Exercise brief:
Reproduce word for word the lines between those holding "default.filter(|p| p.exists())" and "use brewsight::config::AppConfig;", inclusive, and nothing else from the data below.

[Saved data entries]
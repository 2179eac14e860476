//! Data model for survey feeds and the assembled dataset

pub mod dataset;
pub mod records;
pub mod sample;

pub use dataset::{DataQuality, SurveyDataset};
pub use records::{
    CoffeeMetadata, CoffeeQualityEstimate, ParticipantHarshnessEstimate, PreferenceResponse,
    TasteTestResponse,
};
--
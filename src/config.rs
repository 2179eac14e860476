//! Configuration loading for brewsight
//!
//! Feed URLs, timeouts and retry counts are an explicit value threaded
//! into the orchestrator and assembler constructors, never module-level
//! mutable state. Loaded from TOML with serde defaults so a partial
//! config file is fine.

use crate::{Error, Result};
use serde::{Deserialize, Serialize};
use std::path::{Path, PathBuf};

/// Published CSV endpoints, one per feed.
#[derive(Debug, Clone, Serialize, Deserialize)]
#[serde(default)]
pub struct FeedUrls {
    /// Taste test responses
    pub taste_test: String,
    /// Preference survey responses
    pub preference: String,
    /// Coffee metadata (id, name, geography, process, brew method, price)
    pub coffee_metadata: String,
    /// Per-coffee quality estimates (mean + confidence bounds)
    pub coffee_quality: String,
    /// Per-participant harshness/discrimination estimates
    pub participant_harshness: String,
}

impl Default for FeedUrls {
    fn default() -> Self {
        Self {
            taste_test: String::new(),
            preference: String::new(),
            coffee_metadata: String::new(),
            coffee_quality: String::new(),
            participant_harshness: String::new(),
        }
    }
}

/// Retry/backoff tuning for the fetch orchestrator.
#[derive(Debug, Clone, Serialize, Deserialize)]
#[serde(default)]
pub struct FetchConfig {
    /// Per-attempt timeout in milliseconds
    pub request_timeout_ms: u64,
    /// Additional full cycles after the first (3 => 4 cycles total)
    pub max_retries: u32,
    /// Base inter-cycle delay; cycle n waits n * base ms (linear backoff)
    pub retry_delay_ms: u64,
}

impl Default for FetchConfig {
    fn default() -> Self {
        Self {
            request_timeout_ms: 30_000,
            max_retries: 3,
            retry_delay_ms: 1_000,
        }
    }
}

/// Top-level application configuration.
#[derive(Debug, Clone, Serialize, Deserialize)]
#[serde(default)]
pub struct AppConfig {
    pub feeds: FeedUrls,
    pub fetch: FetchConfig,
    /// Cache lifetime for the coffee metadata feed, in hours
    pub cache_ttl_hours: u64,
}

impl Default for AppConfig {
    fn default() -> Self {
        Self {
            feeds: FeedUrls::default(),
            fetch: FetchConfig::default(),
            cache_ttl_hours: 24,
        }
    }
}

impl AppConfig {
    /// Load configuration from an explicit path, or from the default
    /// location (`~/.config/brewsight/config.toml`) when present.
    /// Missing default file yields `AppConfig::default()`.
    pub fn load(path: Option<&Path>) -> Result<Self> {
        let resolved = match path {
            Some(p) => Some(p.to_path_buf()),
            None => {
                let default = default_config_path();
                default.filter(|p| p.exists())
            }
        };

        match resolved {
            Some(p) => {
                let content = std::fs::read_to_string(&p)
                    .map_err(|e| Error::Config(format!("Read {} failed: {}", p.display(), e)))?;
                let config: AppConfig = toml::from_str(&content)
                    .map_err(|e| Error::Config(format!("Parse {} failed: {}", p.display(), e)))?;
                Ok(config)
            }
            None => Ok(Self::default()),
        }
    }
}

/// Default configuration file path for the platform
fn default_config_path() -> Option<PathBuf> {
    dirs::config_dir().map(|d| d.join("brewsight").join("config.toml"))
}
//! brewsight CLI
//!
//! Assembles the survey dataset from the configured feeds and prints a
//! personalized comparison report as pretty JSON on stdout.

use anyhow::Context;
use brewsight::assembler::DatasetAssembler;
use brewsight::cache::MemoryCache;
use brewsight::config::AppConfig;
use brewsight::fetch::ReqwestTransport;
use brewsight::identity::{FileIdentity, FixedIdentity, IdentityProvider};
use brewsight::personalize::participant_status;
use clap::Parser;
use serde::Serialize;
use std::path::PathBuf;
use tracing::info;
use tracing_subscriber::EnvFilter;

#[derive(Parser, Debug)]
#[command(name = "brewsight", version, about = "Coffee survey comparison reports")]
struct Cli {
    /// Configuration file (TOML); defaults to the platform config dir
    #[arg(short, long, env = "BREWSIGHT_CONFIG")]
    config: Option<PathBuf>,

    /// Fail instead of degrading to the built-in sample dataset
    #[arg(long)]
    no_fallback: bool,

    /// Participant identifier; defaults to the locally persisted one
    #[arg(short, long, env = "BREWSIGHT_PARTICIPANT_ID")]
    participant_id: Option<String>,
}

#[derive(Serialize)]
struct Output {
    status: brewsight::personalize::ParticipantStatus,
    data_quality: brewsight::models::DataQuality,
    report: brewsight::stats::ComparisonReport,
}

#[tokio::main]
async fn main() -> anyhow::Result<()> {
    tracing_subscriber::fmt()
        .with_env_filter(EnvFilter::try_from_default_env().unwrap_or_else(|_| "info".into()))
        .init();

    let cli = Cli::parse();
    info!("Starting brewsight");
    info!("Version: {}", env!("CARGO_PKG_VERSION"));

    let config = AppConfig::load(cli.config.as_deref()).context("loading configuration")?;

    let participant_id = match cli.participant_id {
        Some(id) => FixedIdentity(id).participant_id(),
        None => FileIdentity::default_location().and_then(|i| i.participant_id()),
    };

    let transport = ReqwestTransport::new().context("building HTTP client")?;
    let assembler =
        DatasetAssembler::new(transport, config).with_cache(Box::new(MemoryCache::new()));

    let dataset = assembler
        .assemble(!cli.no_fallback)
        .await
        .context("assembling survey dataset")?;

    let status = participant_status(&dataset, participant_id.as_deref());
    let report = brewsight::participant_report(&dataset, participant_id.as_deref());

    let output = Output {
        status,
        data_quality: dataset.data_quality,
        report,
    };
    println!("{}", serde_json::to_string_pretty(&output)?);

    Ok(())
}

Task output:
                default.filter(|p| p.exists())
            }
        };

        match resolved {
            Some(p) => {
                let content = std::fs::read_to_string(&p)
                    .map_err(|e| Error::Config(format!("Read {} failed: {}", p.display(), e)))?;
                let config: AppConfig = toml::from_str(&content)
                    .map_err(|e| Error::Config(format!("Parse {} failed: {}", p.display(), e)))?;
                Ok(config)
            }
            None => Ok(Self::default()),
        }
    }
}

/// Default configuration file path for the platform
fn default_config_path() -> Option<PathBuf> {
    dirs::config_dir().map(|d| d.join("brewsight").join("config.toml"))
}
//! brewsight CLI
//!
//! Assembles the survey dataset from the configured feeds and prints a
//! personalized comparison report as pretty JSON on stdout.

use anyhow::Context;
use brewsight::assembler::DatasetAssembler;
use brewsight::cache::MemoryCache;
use brewsight::config::AppConfig;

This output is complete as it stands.